On March 30, the justices met to deliberate and select an opinion writer.  The opinion is now being written pursuant to the Court's internal process, and the outcome of the Court's decision on the case may change depending on the course of the opinion-writing process.

In the interim, the Centers for Medicare & Medicaid Services (CMS) continue to release information in support of the law. CMS expects the 2010 healthcare-reform law to generate over $200 billion in savings through 2016 by ending disproportionate payments to private insurers that offer Medicare Advantage plans, as well as by implementing anti-fraud policies. The estimate, from the CMS Office of the Actuary, also said that senior citizens and others in the traditional Medicare program should see about $59.4 billion in savings during that same period through lower cost-sharing and premiums.

CMS states in the report, "The Affordable Care Act: Lowering Medicare Costs by Improving Care", that reducing disproportionate Medicare payments to private insurers in Medicare Advantage could save some $68 billion.  Changing provider payments to improve productivity could save another approximately $85 billion, while anti-fraud efforts should realize savings of approximately $7.8 billion; these savings to occur over the next four years.  This could mean a costs savings of about 20%-30% of our National Healthcare Expenditure, which, as of 2009, was $2.5 trillion.

According to CMS acting Administrator Marilyn Tavenner, “The Affordable Care Act is the key to lowering healthcare costs in a way that improves care for beneficiaries, instead of cutting services. In the short term, both taxpayers and beneficiaries will save billions thanks to the healthcare law. Over the long run, the Affordable Care Act will allow us to invest in new models of providing care that will save money and deliver higher-quality care.”

In a proposed rule, CMS said it expects operating payments to acute-care hospitals will increase by about 0.9% in 2013. That figure includes a 2.3% net payment update, which accounts for inflation, productivity improvements, coding changes and other adjustments and policies in the rule. Overall, CMS said that total Medicare spending on inpatient hospital services could increase by about $175 million in fiscal 2013.  Under the proposed rule, payments to long-term acute-care hospitals are expected to increase by about 1.9% or about $100 million in 2013. That projection is based on a 2.1% payment increase to those facilities that is then reduced by 1.3% to account for one-time budget-neutrality adjustment, which brings the actual payment-rate increase for long-term-care hospitals to 0.8% for next year. These figures are from an article by Jessica Zigmond writing forwww.modernhealthcare.com.
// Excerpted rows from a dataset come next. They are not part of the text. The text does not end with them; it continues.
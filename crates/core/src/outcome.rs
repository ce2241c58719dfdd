//! Session outcome classification.

use std::fmt;

use serde::{Deserialize, Serialize};

/// Seconds of clip remaining within which a finish counts as a draw.
pub const DRAW_WINDOW_SECS: f64 = 2.0;

/// Classified result of a finished session.
#[derive(Debug, Clone, Copy, PartialEq, Eq, Serialize, Deserialize)]
#[serde(rename_all = "lowercase")]
pub enum Outcome {
    /// The player finished with comfortable margin on the clip.
    Win,
    /// The player finished inside the draw window.
    Draw,
    /// The clip finished first, or timing was unavailable.
    Lose,
}

impl fmt::Display for Outcome {
    fn fmt(&self, f: &mut fmt::Formatter<'_>) -> fmt::Result {
        match self {
            Outcome::Win => write!(f, "WIN"),
            Outcome::Draw => write!(f, "DRAW"),
            Outcome::Lose => write!(f, "LOSE"),
        }
    }
}

/// Classify a finished session against the opponent clip's playhead.
///
/// A clip that finished first is an outright loss. Otherwise the player
/// wins with more than [`DRAW_WINDOW_SECS`] of clip remaining and draws
/// inside the window. A negative remainder guards against clock skew and
/// classifies as a loss, as does missing timing.
pub fn resolve(ai_finished_first: bool, position: Option<f64>, duration: Option<f64>) -> Outcome {
    if ai_finished_first {
        return Outcome::Lose;
    }

    match (position, duration) {
        (Some(position), Some(duration)) => {
            let remaining = duration - position;
            if remaining > DRAW_WINDOW_SECS {
                Outcome::Win
            } else if remaining >= 0.0 {
                Outcome::Draw
            } else {
                Outcome::Lose
            }
        }
        _ => Outcome::Lose,
    }
}
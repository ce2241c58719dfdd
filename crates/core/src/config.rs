//! Application configuration loading.

use std::{fs, path::PathBuf, time::Duration};

use anyhow::{Context, Result};
use config::{Config, Environment, File};
use serde::Deserialize;

use crate::{deck::DEFAULT_FACES, score::ScoreStore};

/// Configuration file written on first run.
const DEFAULT_CONFIG_TOML: &str = r#"# matchtui configuration.
# data_root = "~/.config/matchtui"

# Number of distinct card faces dealt into the grid (1-9).
face_count = 9

# Length of the opponent clip in seconds.
video_duration_secs = 90.0

# How long the full deck stays revealed at the start, in milliseconds.
preview_ms = 3000

# How long a mismatched pair stays face up, in milliseconds.
mismatch_ms = 1000

# Interval of the interface tick loop, in milliseconds.
tick_ms = 100
"#;

/// Runtime settings for the game and its interface.
#[derive(Debug, Clone, Deserialize)]
pub struct AppConfig {
    /// Directory holding the leaderboard and profile files.
    pub data_root: PathBuf,
    /// Number of distinct faces dealt into the grid.
    pub face_count: usize,
    /// Length of the opponent clip in seconds.
    pub video_duration_secs: f64,
    /// Initial reveal-all duration in milliseconds.
    pub preview_ms: u64,
    /// Mismatch flip-back delay in milliseconds.
    pub mismatch_ms: u64,
    /// Interface tick interval in milliseconds.
    pub tick_ms: u64,
}

impl AppConfig {
    /// Load configuration from the config file and `MATCHTUI_*` overrides.
    pub fn load() -> Result<Self> {
        let builder = Config::builder()
            .set_default("data_root", ScoreStore::default_root().to_string_lossy().to_string())?
            .set_default("face_count", DEFAULT_FACES.len() as u64)?
            .set_default("video_duration_secs", 90.0)?
            .set_default("preview_ms", 3000u64)?
            .set_default("mismatch_ms", 1000u64)?
            .set_default("tick_ms", 100u64)?
            .add_source(File::from(config_path()).required(false))
            .add_source(Environment::with_prefix("MATCHTUI"));

        let config = builder.build().context("failed to build configuration")?;
        config
            .try_deserialize()
            .context("failed to parse configuration")
    }

    /// Faces dealt into the grid, limited to the available face set.
    pub fn faces(&self) -> Vec<String> {
        let count = self.face_count.clamp(1, DEFAULT_FACES.len());
        DEFAULT_FACES[..count]
            .iter()
            .map(|face| face.to_string())
            .collect()
    }

    /// Initial reveal-all duration.
    pub fn preview(&self) -> Duration {
        Duration::from_millis(self.preview_ms)
    }

    /// Mismatch flip-back delay.
    pub fn mismatch_delay(&self) -> Duration {
        Duration::from_millis(self.mismatch_ms)
    }

    /// Interface tick interval.
    pub fn tick(&self) -> Duration {
        Duration::from_millis(self.tick_ms)
    }
}

/// Path of the user configuration file.
pub fn config_path() -> PathBuf {
    dirs::config_dir()
        .unwrap_or_else(|| PathBuf::from("."))
        .join("matchtui")
        .join("config.toml")
}

/// Write the default configuration file if none exists yet.
pub fn ensure_default_config() -> Result<()> {
    let path = config_path();
    if path.exists() {
        return Ok(());
    }
    if let Some(parent) = path.parent() {
        fs::create_dir_all(parent)
            .with_context(|| format!("failed to create {}", parent.display()))?;
    }
    fs::write(&path, DEFAULT_CONFIG_TOML)
        .with_context(|| format!("failed to write {}", path.display()))?;
    Ok(())
}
Of course opponents of the law, including the 26 states that consolidated to challenge the law in the case that ultimately made it to the U.S. Supreme Court, claim otherwise.  In addition to concerns regarding constitutionality of the law, opponents express concerns regarding a variety of economic factors, including a negative impact on state budgets and what they ultimately believe will be minimal impact on federal spending.

For now, the nation will wait to hear the fate of the law from the highest court in the land and whether the scenarios of financial doom and financial salvation will have a chance to play out.